__TASK OBJECTIVE__: Give back the full material exactly. Omit no line.

__DATA TO PROCESS__:

————————

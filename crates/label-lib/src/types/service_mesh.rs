use serde::{Deserialize, Serialize};

use super::{BaseLabel, Label, LabelType};
use crate::quantity::parse_percent;
use crate::validation::{ValidationError, Violations};

pub const MESH_PLATFORMS: &[&str] = &[
    "istio",
    "linkerd",
    "consul",
    "kuma",
    "cilium",
    "open_service_mesh",
];

pub const SPAN_STATUSES: &[&str] = &["ok", "error", "unset"];

/// Service mesh telemetry label
#[derive(Debug, Clone, PartialEq, Serialize, Deserialize)]
pub struct ServiceMeshLabel {
    #[serde(flatten)]
    pub(crate) base: BaseLabel,
    #[serde(default)]
    pub mesh_context: MeshContext,
    #[serde(default)]
    pub telemetry: Telemetry,
    #[serde(default)]
    pub analysis: MeshAnalysis,
}

#[derive(Debug, Clone, Default, PartialEq, Eq, Serialize, Deserialize)]
#[serde(default)]
pub struct MeshContext {
    pub source_service: String,
    pub destination_service: String,
    pub mesh_platform: String,
    pub observed_period: String,
}

#[derive(Debug, Clone, Default, PartialEq, Eq, Serialize, Deserialize)]
#[serde(default)]
pub struct Telemetry {
    pub metrics: MeshMetrics,
    pub traces: Vec<Trace>,
}

#[derive(Debug, Clone, Default, PartialEq, Eq, Serialize, Deserialize)]
#[serde(default)]
pub struct MeshMetrics {
    pub error_rate: String,
    pub latency_p95: String,
    pub requests_per_second: String,
}

#[derive(Debug, Clone, Default, PartialEq, Eq, Serialize, Deserialize)]
#[serde(default)]
pub struct Trace {
    pub trace_id: String,
    pub spans: Vec<Span>,
}

#[derive(Debug, Clone, Default, PartialEq, Eq, Serialize, Deserialize)]
#[serde(default)]
pub struct Span {
    pub service: String,
    pub operation: String,
    pub duration: String,
    pub status: String,
    #[serde(skip_serializing_if = "String::is_empty")]
    pub error: String,
}

impl Span {
    fn check(&self, prefix: &str, v: &mut Violations) {
        v.required(format!("{}.service", prefix), &self.service);
        v.required(format!("{}.operation", prefix), &self.operation);
        v.one_of_ignore_case(format!("{}.status", prefix), &self.status, SPAN_STATUSES);

        let status = self.status.trim();
        let has_error = !self.error.trim().is_empty();
        if status.eq_ignore_ascii_case("error") && !has_error {
            v.inconsistent(format!("{}.error", prefix), "error status needs an error message");
        } else if status.eq_ignore_ascii_case("ok") && has_error {
            v.inconsistent(
                format!("{}.error", prefix),
                format!("span reports ok but carries error '{}'", self.error.trim()),
            );
        }
    }
}

#[derive(Debug, Clone, Default, PartialEq, Eq, Serialize, Deserialize)]
#[serde(default)]
pub struct MeshAnalysis {
    pub root_cause: String,
    pub evidence: String,
    pub solution: String,
}

impl ServiceMeshLabel {
    pub fn new(question: impl Into<String>) -> Self {
        Self::from_base(BaseLabel::new(LabelType::ServiceMesh, question))
    }

    pub(crate) fn from_base(base: BaseLabel) -> Self {
        Self {
            base,
            mesh_context: MeshContext::default(),
            telemetry: Telemetry::default(),
            analysis: MeshAnalysis::default(),
        }
    }
}

impl Label for ServiceMeshLabel {
    fn base(&self) -> &BaseLabel {
        &self.base
    }

    fn label_type(&self) -> LabelType {
        LabelType::ServiceMesh
    }

    fn validate(&self) -> Result<(), ValidationError> {
        let mut v = Violations::new();
        v.check_base(&self.base, LabelType::ServiceMesh);

        let ctx = &self.mesh_context;
        v.required("mesh_context.source_service", &ctx.source_service);
        v.required("mesh_context.destination_service", &ctx.destination_service);
        v.one_of_ignore_case("mesh_context.mesh_platform", &ctx.mesh_platform, MESH_PLATFORMS);
        v.required("mesh_context.observed_period", &ctx.observed_period);

        let error_rate = self.telemetry.metrics.error_rate.trim();
        if v.required("telemetry.metrics.error_rate", error_rate) && error_rate.ends_with('%') {
            match parse_percent(error_rate) {
                Ok(pct) if !(0.0..=100.0).contains(&pct) => {
                    v.malformed(
                        "telemetry.metrics.error_rate",
                        error_rate,
                        "percentage must be within 0..=100",
                    );
                }
                Ok(_) => {}
                Err(e) => v.malformed("telemetry.metrics.error_rate", error_rate, e.to_string()),
            }
        }

        for (i, trace) in self.telemetry.traces.iter().enumerate() {
            let prefix = format!("telemetry.traces[{}]", i);
            v.required(format!("{}.trace_id", prefix), &trace.trace_id);
            if v.non_empty(format!("{}.spans", prefix), &trace.spans) {
                for (j, span) in trace.spans.iter().enumerate() {
                    span.check(&format!("{}.spans[{}]", prefix, j), &mut v);
                }
            }
        }

        let analysis = &self.analysis;
        v.required("analysis.root_cause", &analysis.root_cause);
        v.required("analysis.evidence", &analysis.evidence);
        v.required("analysis.solution", &analysis.solution);

        v.into_result(LabelType::ServiceMesh, self.base.id())
    }
}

————————

__ANSWER FOR THE TASK__:
filename crates/label-lib/src/types/service_mesh.rs
use serde::{Deserialize, Serialize};

use super::{BaseLabel, Label, LabelType};
use crate::quantity::parse_percent;
use crate::validation::{ValidationError, Violations};

pub const MESH_PLATFORMS: &[&str] = &[
    "istio",
    "linkerd",
    "consul",
    "kuma",
    "cilium",
    "open_service_mesh",
];

pub const SPAN_STATUSES: &[&str] = &["ok", "error", "unset"];

/// Service mesh telemetry label
#[derive(Debug, Clone, PartialEq, Serialize, Deserialize)]
pub struct ServiceMeshLabel {
    #[serde(flatten)]
    pub(crate) base: BaseLabel,
    #[serde(default)]
    pub mesh_context: MeshContext,
    #[serde(default)]
    pub telemetry: Telemetry,
    #[serde(default)]
    pub analysis: MeshAnalysis,
}

#[derive(Debug, Clone, Default, PartialEq, Eq, Serialize, Deserialize)]
#[serde(default)]
pub struct MeshContext {
    pub source_service: String,
    pub destination_service: String,
    pub mesh_platform: String,
    pub observed_period: String,
}

#[derive(Debug, Clone, Default, PartialEq, Eq, Serialize, Deserialize)]
#[serde(default)]
pub struct Telemetry {
    pub metrics: MeshMetrics,
    pub traces: Vec<Trace>,
}

#[derive(Debug, Clone, Default, PartialEq, Eq, Serialize, Deserialize)]
#[serde(default)]
pub struct MeshMetrics {
    pub error_rate: String,
    pub latency_p95: String,
    pub requests_per_second: String,
}

#[derive(Debug, Clone, Default, PartialEq, Eq, Serialize, Deserialize)]
#[serde(default)]
pub struct Trace {
    pub trace_id: String,
    pub spans: Vec<Span>,
}

#[derive(Debug, Clone, Default, PartialEq, Eq, Serialize, Deserialize)]
#[serde(default)]
pub struct Span {
    pub service: String,
    pub operation: String,
    pub duration: String,
    pub status: String,
    #[serde(skip_serializing_if = "String::is_empty")]
    pub error: String,
}

impl Span {
    fn check(&self, prefix: &str, v: &mut Violations) {
        v.required(format!("{}.service", prefix), &self.service);
        v.required(format!("{}.operation", prefix), &self.operation);
        v.one_of_ignore_case(format!("{}.status", prefix), &self.status, SPAN_STATUSES);

        let status = self.status.trim();
        let has_error = !self.error.trim().is_empty();
        if status.eq_ignore_ascii_case("error") && !has_error {
            v.inconsistent(format!("{}.error", prefix), "error status needs an error message");
        } else if status.eq_ignore_ascii_case("ok") && has_error {
            v.inconsistent(
                format!("{}.error", prefix),
                format!("span reports ok but carries error '{}'", self.error.trim()),
            );
        }
    }
}

#[derive(Debug, Clone, Default, PartialEq, Eq, Serialize, Deserialize)]
#[serde(default)]
pub struct MeshAnalysis {
    pub root_cause: String,
    pub evidence: String,
    pub solution: String,
}

impl ServiceMeshLabel {
    pub fn new(question: impl Into<String>) -> Self {
        Self::from_base(BaseLabel::new(LabelType::ServiceMesh, question))
    }

    pub(crate) fn from_base(base: BaseLabel) -> Self {
        Self {
            base,
            mesh_context: MeshContext::default(),
            telemetry: Telemetry::default(),
            analysis: MeshAnalysis::default(),
        }
    }
}

impl Label for ServiceMeshLabel {
    fn base(&self) -> &BaseLabel {
        &self.base
    }

    fn label_type(&self) -> LabelType {
        LabelType::ServiceMesh
    }

    fn validate(&self) -> Result<(), ValidationError> {
        let mut v = Violations::new();
        v.check_base(&self.base, LabelType::ServiceMesh);

        let ctx = &self.mesh_context;
        v.required("mesh_context.source_service", &ctx.source_service);
        v.required("mesh_context.destination_service", &ctx.destination_service);
        v.one_of_ignore_case("mesh_context.mesh_platform", &ctx.mesh_platform, MESH_PLATFORMS);
        v.required("mesh_context.observed_period", &ctx.observed_period);

        let error_rate = self.telemetry.metrics.error_rate.trim();
        if v.required("telemetry.metrics.error_rate", error_rate) && error_rate.ends_with('%') {
            match parse_percent(error_rate) {
                Ok(pct) if !(0.0..=100.0).contains(&pct) => {
                    v.malformed(
                        "telemetry.metrics.error_rate",
                        error_rate,
                        "percentage must be within 0..=100",
                    );
                }
                Ok(_) => {}
                Err(e) => v.malformed("telemetry.metrics.error_rate", error_rate, e.to_string()),
            }
        }

        for (i, trace) in self.telemetry.traces.iter().enumerate() {
            let prefix = format!("telemetry.traces[{}]", i);
            v.required(format!("{}.trace_id", prefix), &trace.trace_id);
            if v.non_empty(format!("{}.spans", prefix), &trace.spans) {
                for (j, span) in trace.spans.iter().enumerate() {
                    span.check(&format!("{}.spans[{}]", prefix, j), &mut v);
                }
            }
        }

        let analysis = &self.analysis;
        v.required("analysis.root_cause", &analysis.root_cause);
        v.required("analysis.evidence", &analysis.evidence);
        v.required("analysis.solution", &analysis.solution);

        v.into_result(LabelType::ServiceMesh, self.base.id())
    }
}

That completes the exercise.